Cisco’s Trains, Planes and Automobiles

The dream of an “always-on” Internet connection while riding on airplanes, ships, cars and trains got a boost in the arm this week.

Networking equipment maker Cisco Systems Wednesday said its new “networks in motion” Cisco 3200 Series Mobile Access Router allows for mobile Internet access like data, voice and video, for compatible devices installed in moving vehicles.

Based on mobile IP standards like PC/104-PLUS architecture, the router is enhanced by Mobile Networks, a feature in Cisco’s IOS Software that lets an entire network, not just a single client, stay connected while in motion.

Cisco said its IOS Software also has advanced security features such as firewall protection and encrypted virtual private networks (VPNs), which keeps the data secure over a public WAN . The router’s common protocol technology lets the device detect several wireless networks and frequency bands.

But because governments are spending more these days than telcos and other IT companies, San Jose, Calif.-based Cisco said it will first market the device to the defense, public safety and commercial transportation sectors.

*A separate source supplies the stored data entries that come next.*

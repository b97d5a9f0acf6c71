//! Area snapshot aggregate - The navigable world the engine mutates
//!
//! Holds every materialized zone and sub-zone, the player's current zone and
//! sub-zone, and the world clock. All movement, discovery and interaction
//! operations go through this aggregate.
//!
//! # Invariants
//!
//! - Each sub-zone lies within its owning zone's radius
//! - `current_sub_zone_id`, when set, belongs to `current_zone_id`
//! - Interaction ids and case-insensitive names are unique per sub-zone
//!
//! `check_invariants` verifies all three.

use chrono::{DateTime, Utc};
use serde::{Deserialize, Serialize};

use crate::entities::{AreaNpc, AreaSubZone, AreaZone, Interaction, MapZone};
use crate::error::DomainError;
use crate::geometry::Coord3D;
use crate::ids::{InteractionId, SubZoneId, ZoneId};
use crate::value_objects::CalendarId;
use crate::world_clock::WorldClock;

/// Slack for float rounding when checking containment.
const CONTAINMENT_EPSILON_M: f64 = 1e-6;

/// Result of advancing the world clock
#[derive(Debug, Clone, PartialEq, Eq)]
pub struct TimeAdvanceResult {
    pub previous_time: WorldClock,
    pub new_time: WorldClock,
    pub minutes_advanced: u32,
}

#[derive(Debug, Clone, PartialEq, Serialize, Deserialize)]
pub struct AreaSnapshot {
    #[serde(default = "default_area_version")]
    pub version: String,
    #[serde(default)]
    pub zones: Vec<AreaZone>,
    #[serde(default)]
    pub sub_zones: Vec<AreaSubZone>,
    #[serde(default)]
    pub current_zone_id: Option<ZoneId>,
    #[serde(default)]
    pub current_sub_zone_id: Option<SubZoneId>,
    /// `None` until the clock is initialized
    #[serde(default)]
    pub clock: Option<WorldClock>,
}

fn default_area_version() -> String {
    "0.1.0".to_string()
}

impl Default for AreaSnapshot {
    fn default() -> Self {
        Self {
            version: default_area_version(),
            zones: Vec::new(),
            sub_zones: Vec::new(),
            current_zone_id: None,
            current_sub_zone_id: None,
            clock: None,
        }
    }
}

impl AreaSnapshot {
    // =========================================================================
    // Construction
    // =========================================================================

    /// Materialize the area view of a generated map.
    ///
    /// Every seed becomes a sub-zone with a pre-generated observe interaction
    /// and one NPC stub. The current zone is the one containing `player`
    /// (else the first zone) and no sub-zone is selected. `clock` is carried
    /// over unchanged.
    pub fn from_map(zones: &[MapZone], player: Option<(f64, f64)>, clock: Option<WorldClock>) -> Self {
        let mut snapshot = Self {
            clock,
            ..Self::default()
        };
        for zone in zones {
            snapshot.materialize_zone(zone);
        }
        snapshot.current_zone_id = player
            .and_then(|(x, y)| zones.iter().find(|z| z.contains_point(x, y)))
            .or_else(|| zones.first())
            .map(|z| z.zone_id.clone());
        snapshot
    }

    /// Add the area view of `zone` if it is not present yet.
    ///
    /// Returns the id of the zone's first sub-zone, if it has any.
    pub fn materialize_zone(&mut self, zone: &MapZone) -> Option<SubZoneId> {
        if let Some(existing) = self.zone(&zone.zone_id) {
            return existing.sub_zone_ids.first().cloned();
        }

        let mut area_zone = AreaZone::from_map_zone(zone);
        for (idx, seed) in zone.sub_zones.iter().enumerate() {
            let n = idx + 1;
            let seed = seed.clone().clipped_to(zone.radius_m);
            let sub_zone_id = SubZoneId::for_zone(&zone.zone_id, n);
            let coord = Coord3D::new(
                area_zone.center.x + seed.offset_x as f64,
                area_zone.center.y + seed.offset_y as f64,
                area_zone.center.z + seed.offset_z as f64,
            );
            let description = if seed.description.trim().is_empty() {
                zone.description.clone()
            } else {
                seed.description.clone()
            };

            let mut sub_zone = AreaSubZone::new(
                sub_zone_id.clone(),
                zone.zone_id.clone(),
                seed.name,
                coord,
                description,
            );
            sub_zone
                .key_interactions
                .push(Interaction::observe_surroundings(InteractionId::from_string(
                    format!("int_{}_{}_observe", zone.zone_id, n),
                )));
            sub_zone
                .npcs
                .push(AreaNpc::stub_for(&zone.name, &sub_zone_id, 0));

            area_zone.sub_zone_ids.push(sub_zone_id);
            self.sub_zones.push(sub_zone);
        }

        let first = area_zone.sub_zone_ids.first().cloned();
        self.zones.push(area_zone);
        first
    }

    // =========================================================================
    // Lookups
    // =========================================================================

    pub fn zone(&self, id: &ZoneId) -> Option<&AreaZone> {
        self.zones.iter().find(|z| &z.zone_id == id)
    }

    pub fn sub_zone(&self, id: &SubZoneId) -> Option<&AreaSubZone> {
        self.sub_zones.iter().find(|s| &s.sub_zone_id == id)
    }

    pub fn sub_zone_mut(&mut self, id: &SubZoneId) -> Option<&mut AreaSubZone> {
        self.sub_zones.iter_mut().find(|s| &s.sub_zone_id == id)
    }

    /// Find an interaction anywhere in the area, with its sub-zone.
    pub fn find_interaction(&self, id: &InteractionId) -> Option<(&AreaSubZone, &Interaction)> {
        self.sub_zones
            .iter()
            .find_map(|s| s.interaction(id).map(|i| (s, i)))
    }

    pub fn is_clock_initialized(&self) -> bool {
        self.clock.is_some()
    }

    // =========================================================================
    // Mutations
    // =========================================================================

    /// Initialize the clock if it is not already running.
    ///
    /// Returns the clock in effect afterwards and whether it was created now.
    /// An existing clock is never rewound or replaced.
    pub fn init_clock(&mut self, calendar: CalendarId, now: DateTime<Utc>) -> (WorldClock, bool) {
        match &self.clock {
            Some(existing) => (existing.clone(), false),
            None => {
                let clock = WorldClock::starting(calendar, now);
                self.clock = Some(clock.clone());
                (clock, true)
            }
        }
    }

    /// Advance the clock by `minutes`.
    ///
    /// # Errors
    ///
    /// Returns `DomainError::ClockNotRunning` when the clock is uninitialized.
    pub fn advance_clock(
        &mut self,
        minutes: u32,
        now: DateTime<Utc>,
    ) -> Result<TimeAdvanceResult, DomainError> {
        let clock = self.clock.as_mut().ok_or(DomainError::ClockNotRunning)?;
        let previous_time = clock.clone();
        clock.advance_minutes(minutes, now);
        Ok(TimeAdvanceResult {
            previous_time,
            new_time: clock.clone(),
            minutes_advanced: minutes,
        })
    }

    /// Enter a zone without selecting a sub-zone.
    pub fn enter_zone(&mut self, zone_id: ZoneId) {
        self.current_zone_id = Some(zone_id);
        self.current_sub_zone_id = None;
    }

    /// Stand in a sub-zone, which also selects its owning zone.
    ///
    /// # Errors
    ///
    /// Returns `DomainError::NotFound` for an unknown sub-zone.
    pub fn enter_sub_zone(&mut self, sub_zone_id: &SubZoneId) -> Result<(), DomainError> {
        let zone_id = self
            .sub_zone(sub_zone_id)
            .map(|s| s.zone_id.clone())
            .ok_or_else(|| DomainError::not_found("SubZone", sub_zone_id.as_str()))?;
        self.current_zone_id = Some(zone_id);
        self.current_sub_zone_id = Some(sub_zone_id.clone());
        Ok(())
    }

    // =========================================================================
    // Invariants
    // =========================================================================

    /// Verify containment, current-position consistency and interaction uniqueness.
    pub fn check_invariants(&self) -> Result<(), DomainError> {
        for sub_zone in &self.sub_zones {
            let zone = self.zone(&sub_zone.zone_id).ok_or_else(|| {
                DomainError::invariant(format!(
                    "sub-zone {} references missing zone {}",
                    sub_zone.sub_zone_id, sub_zone.zone_id
                ))
            })?;
            let offset = zone.center.distance_3d(&sub_zone.coord);
            if offset > f64::from(zone.radius_m) + CONTAINMENT_EPSILON_M {
                return Err(DomainError::invariant(format!(
                    "sub-zone {} lies {:.1} m from the center of {} (radius {} m)",
                    sub_zone.sub_zone_id, offset, zone.zone_id, zone.radius_m
                )));
            }
            if let Some(duplicate) = sub_zone.find_duplicate_interaction() {
                return Err(DomainError::invariant(format!(
                    "sub-zone {}: {}",
                    sub_zone.sub_zone_id, duplicate
                )));
            }
        }

        if let Some(current_sub) = &self.current_sub_zone_id {
            let sub_zone = self.sub_zone(current_sub).ok_or_else(|| {
                DomainError::invariant(format!("current sub-zone {} does not exist", current_sub))
            })?;
            if self.current_zone_id.as_ref() != Some(&sub_zone.zone_id) {
                return Err(DomainError::invariant(format!(
                    "current sub-zone {} is not inside the current zone",
                    current_sub
                )));
            }
        }

        Ok(())
    }
}

#[cfg(test)]
mod tests {
    use super::*;
    use crate::entities::SubZoneSeed;
    use crate::geometry::Offset3;
    use crate::value_objects::{ZoneSize, ZoneType};

    fn map_zone(x: i64, y: i64, radius_m: u32) -> MapZone {
        MapZone {
            zone_id: ZoneId::from_coords(x, y, 0),
            name: format!("Zone at {x}"),
            x,
            y,
            z: 0,
            zone_type: ZoneType::Forest,
            size: ZoneSize::Small,
            radius_m,
            description: "Pines".to_string(),
            tags: vec![],
            sub_zones: vec![
                SubZoneSeed::new("Clearing", Offset3::new(20, 0, 0)),
                SubZoneSeed::new("Creek", Offset3::new(0, -30, 0)).with_description("Cold water"),
                SubZoneSeed::new("Ridge", Offset3::new(500, 0, 0)),
            ],
        }
    }

    #[test]
    fn from_map_materializes_sub_zones() {
        let zones = vec![map_zone(0, 0, 80), map_zone(400, 0, 80)];
        let snapshot = AreaSnapshot::from_map(&zones, Some((410.0, 5.0)), None);

        assert_eq!(snapshot.zones.len(), 2);
        assert_eq!(snapshot.sub_zones.len(), 6);
        assert_eq!(snapshot.current_zone_id, Some(ZoneId::from("zone_400_0_0")));
        assert_eq!(snapshot.current_sub_zone_id, None);

        let first = &snapshot.sub_zones[0];
        assert_eq!(first.sub_zone_id.as_str(), "sub_zone_0_0_0_1");
        assert_eq!(first.description, "Pines");
        assert_eq!(
            first.key_interactions[0].interaction_id.as_str(),
            "int_zone_0_0_0_1_observe"
        );
        assert_eq!(first.npcs.len(), 1);
        assert_eq!(snapshot.sub_zones[1].description, "Cold water");
        assert_eq!(snapshot.sub_zones[2].coord, Coord3D::new(80.0, 0.0, 0.0));
        assert!(snapshot.check_invariants().is_ok());
    }

    #[test]
    fn current_zone_falls_back_to_first() {
        let zones = vec![map_zone(0, 0, 80)];
        let snapshot = AreaSnapshot::from_map(&zones, Some((5000.0, 0.0)), None);
        assert_eq!(snapshot.current_zone_id, Some(ZoneId::from("zone_0_0_0")));
    }

    #[test]
    fn init_clock_does_not_rewind() {
        let mut snapshot = AreaSnapshot::default();
        let now = Utc::now();
        let (first, created) = snapshot.init_clock(CalendarId::default(), now);
        assert!(created);
        assert!(snapshot.advance_clock(45, now).is_ok());
        let (second, created) = snapshot.init_clock(CalendarId::default(), now);
        assert!(!created);
        assert_eq!(second.absolute_minutes() - first.absolute_minutes(), 45);
    }

    #[test]
    fn advance_requires_clock() {
        let mut snapshot = AreaSnapshot::default();
        assert!(snapshot.advance_clock(1, Utc::now()).is_err());
    }

    #[test]
    fn invariant_violations_are_reported() {
        let zones = vec![map_zone(0, 0, 80), map_zone(400, 0, 80)];
        let mut snapshot = AreaSnapshot::from_map(&zones, None, None);

        snapshot.current_zone_id = Some(ZoneId::from("zone_400_0_0"));
        snapshot.current_sub_zone_id = Some(SubZoneId::from("sub_zone_0_0_0_1"));
        assert!(snapshot.check_invariants().is_err());

        let mut snapshot = AreaSnapshot::from_map(&zones, None, None);
        snapshot.sub_zones[0].coord = Coord3D::new(500.0, 0.0, 0.0);
        assert!(snapshot.check_invariants().is_err());

        let mut snapshot = AreaSnapshot::from_map(&zones, None, None);
        let dup = snapshot.sub_zones[0].key_interactions[0].clone();
        snapshot.sub_zones[0].key_interactions.push(dup);
        assert!(snapshot.check_invariants().is_err());
    }

    #[test]
    fn enter_sub_zone_selects_owning_zone() {
        let zones = vec![map_zone(0, 0, 80), map_zone(400, 0, 80)];
        let mut snapshot = AreaSnapshot::from_map(&zones, None, None);
        let target = SubZoneId::from("sub_zone_400_0_0_2");
        assert!(snapshot.enter_sub_zone(&target).is_ok());
        assert_eq!(snapshot.current_zone_id, Some(ZoneId::from("zone_400_0_0")));
        assert!(snapshot.check_invariants().is_ok());
        assert!(snapshot
            .enter_sub_zone(&SubZoneId::from("sub_missing"))
            .is_err());
    }
}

The idea is to let law enforcement and other public service agencies run packet-extensive applications such as IP video surveillance, mug shot and fingerprint scanners, law enforcement data systems, and government agency databases in the field. The 3200 Series Mobile Access Router measures 3.5 inches by 3.8 inches is so sturdy, Cisco said it could even be installed in a tank.

“We all know the world of emergency response has changed,” said Sergeant Dean Zanone of the Seal Beach, California, Police Department, and a Cisco 3200 Series customer. “Responding appropriately requires the best available communication technologies. Ubiquitous, IP-based wireless communications, incorporating Cisco’s mobile access router, provides us the real-time information that we need to properly deploy our considerable resources and meet any challenge.”

Cisco also said it is working with aviation service supplier Lufthansa Systems and Lufthansa Technik to offer in-flight networking from existing ground-based IP networks and applications to airline cabins.

“Since this is a standards-based solution, we are not locked into a proprietary system, which means we have greater flexibility for our customers to add new applications and incorporate future technologies,” said Lufthansa Technik senior vice president Bernhard Conrad.

Prices for the 3200 Series Mobile Access Router range from $5,000 to $10,000, depending on data volumes and other features. Cisco said it would continue to make improvements to the router over the remainder of the year.